- **TASK BRIEF**
Going line by line through the entries below, note each one with "PartialEq", then report how many there are and nothing else.

[Collected data]
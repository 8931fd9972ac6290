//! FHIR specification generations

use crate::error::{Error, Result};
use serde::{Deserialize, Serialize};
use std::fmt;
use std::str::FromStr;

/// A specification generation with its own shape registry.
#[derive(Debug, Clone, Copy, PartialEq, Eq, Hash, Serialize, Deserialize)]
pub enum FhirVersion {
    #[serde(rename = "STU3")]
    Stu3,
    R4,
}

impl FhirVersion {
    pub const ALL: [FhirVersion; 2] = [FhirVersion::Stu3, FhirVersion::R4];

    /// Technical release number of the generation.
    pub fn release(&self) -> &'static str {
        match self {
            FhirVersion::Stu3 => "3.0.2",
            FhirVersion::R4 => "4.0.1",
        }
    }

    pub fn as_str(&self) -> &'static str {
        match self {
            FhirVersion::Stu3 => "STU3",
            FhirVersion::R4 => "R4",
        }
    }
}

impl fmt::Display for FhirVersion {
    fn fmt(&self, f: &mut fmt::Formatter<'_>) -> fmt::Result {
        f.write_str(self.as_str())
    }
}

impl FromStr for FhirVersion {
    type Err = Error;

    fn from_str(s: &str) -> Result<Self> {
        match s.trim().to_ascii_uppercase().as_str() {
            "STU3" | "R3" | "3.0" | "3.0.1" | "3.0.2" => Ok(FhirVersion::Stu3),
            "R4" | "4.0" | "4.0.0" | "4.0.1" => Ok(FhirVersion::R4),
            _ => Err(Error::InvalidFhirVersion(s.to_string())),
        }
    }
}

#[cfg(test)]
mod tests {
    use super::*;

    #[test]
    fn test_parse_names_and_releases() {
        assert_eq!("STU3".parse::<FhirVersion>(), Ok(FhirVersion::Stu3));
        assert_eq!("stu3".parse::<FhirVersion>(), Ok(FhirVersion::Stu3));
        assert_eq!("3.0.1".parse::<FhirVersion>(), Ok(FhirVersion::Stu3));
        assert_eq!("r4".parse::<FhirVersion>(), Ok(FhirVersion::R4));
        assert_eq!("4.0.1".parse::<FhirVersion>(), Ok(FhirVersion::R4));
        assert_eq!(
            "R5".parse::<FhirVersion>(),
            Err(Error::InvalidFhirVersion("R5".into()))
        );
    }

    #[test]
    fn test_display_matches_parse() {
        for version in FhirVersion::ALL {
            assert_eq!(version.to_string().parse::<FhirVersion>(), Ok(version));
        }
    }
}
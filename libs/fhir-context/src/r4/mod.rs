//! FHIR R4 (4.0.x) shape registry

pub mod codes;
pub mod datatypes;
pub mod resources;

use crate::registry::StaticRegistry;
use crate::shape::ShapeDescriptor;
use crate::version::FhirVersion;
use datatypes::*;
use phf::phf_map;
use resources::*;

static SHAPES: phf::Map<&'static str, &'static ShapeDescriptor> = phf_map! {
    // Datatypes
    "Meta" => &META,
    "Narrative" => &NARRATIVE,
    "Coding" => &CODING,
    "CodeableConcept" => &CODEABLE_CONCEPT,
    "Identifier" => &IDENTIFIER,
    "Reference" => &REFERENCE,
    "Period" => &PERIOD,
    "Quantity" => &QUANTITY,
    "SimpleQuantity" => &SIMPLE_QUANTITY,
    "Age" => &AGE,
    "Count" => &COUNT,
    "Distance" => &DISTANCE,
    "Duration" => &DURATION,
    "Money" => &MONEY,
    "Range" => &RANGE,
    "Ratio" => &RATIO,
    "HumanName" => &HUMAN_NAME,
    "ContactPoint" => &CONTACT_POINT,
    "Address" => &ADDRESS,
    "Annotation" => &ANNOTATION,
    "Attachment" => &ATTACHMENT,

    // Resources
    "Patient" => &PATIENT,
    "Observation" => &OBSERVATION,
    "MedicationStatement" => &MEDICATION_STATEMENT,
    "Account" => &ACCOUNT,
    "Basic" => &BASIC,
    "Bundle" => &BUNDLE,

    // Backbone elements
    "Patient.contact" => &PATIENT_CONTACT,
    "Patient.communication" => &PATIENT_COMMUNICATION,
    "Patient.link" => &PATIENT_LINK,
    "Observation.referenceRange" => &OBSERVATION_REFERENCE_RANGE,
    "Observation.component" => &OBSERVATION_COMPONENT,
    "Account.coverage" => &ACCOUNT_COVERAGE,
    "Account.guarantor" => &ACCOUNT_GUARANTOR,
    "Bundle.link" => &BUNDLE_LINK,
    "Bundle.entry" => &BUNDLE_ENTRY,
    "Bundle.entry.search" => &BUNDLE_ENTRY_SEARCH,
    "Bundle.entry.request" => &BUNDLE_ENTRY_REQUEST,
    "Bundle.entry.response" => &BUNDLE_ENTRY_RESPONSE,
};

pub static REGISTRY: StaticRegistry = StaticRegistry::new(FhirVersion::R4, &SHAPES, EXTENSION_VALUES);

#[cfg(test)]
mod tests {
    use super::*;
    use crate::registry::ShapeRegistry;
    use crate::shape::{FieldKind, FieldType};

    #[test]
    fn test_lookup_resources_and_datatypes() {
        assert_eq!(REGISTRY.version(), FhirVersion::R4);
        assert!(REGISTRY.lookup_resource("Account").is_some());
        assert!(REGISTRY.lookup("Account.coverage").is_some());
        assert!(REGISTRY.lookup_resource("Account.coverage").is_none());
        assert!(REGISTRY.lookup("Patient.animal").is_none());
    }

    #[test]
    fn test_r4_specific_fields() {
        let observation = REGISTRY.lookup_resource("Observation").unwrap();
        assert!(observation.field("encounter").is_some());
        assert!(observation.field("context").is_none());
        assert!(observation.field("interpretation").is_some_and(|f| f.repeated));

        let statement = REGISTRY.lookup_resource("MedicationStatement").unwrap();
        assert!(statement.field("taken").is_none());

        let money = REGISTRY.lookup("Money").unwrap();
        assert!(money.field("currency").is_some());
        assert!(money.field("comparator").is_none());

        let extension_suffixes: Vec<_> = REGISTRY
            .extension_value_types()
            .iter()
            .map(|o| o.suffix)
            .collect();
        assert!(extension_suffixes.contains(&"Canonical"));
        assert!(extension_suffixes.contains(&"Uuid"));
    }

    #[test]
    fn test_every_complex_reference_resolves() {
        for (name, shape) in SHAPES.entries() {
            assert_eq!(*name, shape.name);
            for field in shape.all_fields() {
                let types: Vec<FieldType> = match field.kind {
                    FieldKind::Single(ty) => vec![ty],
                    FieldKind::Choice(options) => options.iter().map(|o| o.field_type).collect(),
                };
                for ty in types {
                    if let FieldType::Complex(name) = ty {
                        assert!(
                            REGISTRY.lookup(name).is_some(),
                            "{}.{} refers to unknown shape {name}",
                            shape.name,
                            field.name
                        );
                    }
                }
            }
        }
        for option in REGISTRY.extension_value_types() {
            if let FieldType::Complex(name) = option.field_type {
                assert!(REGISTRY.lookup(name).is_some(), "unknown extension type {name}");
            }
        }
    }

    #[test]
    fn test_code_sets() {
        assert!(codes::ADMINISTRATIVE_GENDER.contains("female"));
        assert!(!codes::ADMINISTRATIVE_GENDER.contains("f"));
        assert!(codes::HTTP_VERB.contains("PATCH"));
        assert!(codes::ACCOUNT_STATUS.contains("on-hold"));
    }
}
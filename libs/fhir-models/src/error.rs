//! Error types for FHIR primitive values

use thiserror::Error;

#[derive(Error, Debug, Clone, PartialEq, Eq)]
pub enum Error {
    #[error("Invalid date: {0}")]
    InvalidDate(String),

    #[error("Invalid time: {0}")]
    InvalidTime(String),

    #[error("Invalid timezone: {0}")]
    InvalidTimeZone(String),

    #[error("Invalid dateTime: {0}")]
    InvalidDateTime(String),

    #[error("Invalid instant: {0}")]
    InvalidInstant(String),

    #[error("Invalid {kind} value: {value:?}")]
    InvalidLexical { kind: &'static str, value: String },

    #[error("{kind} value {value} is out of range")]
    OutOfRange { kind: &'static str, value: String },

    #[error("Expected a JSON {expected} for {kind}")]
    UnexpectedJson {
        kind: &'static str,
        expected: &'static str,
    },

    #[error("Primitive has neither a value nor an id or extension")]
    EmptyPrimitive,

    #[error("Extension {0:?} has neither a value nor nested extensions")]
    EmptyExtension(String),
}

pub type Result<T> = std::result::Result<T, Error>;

- **RESPONSE AREA**
2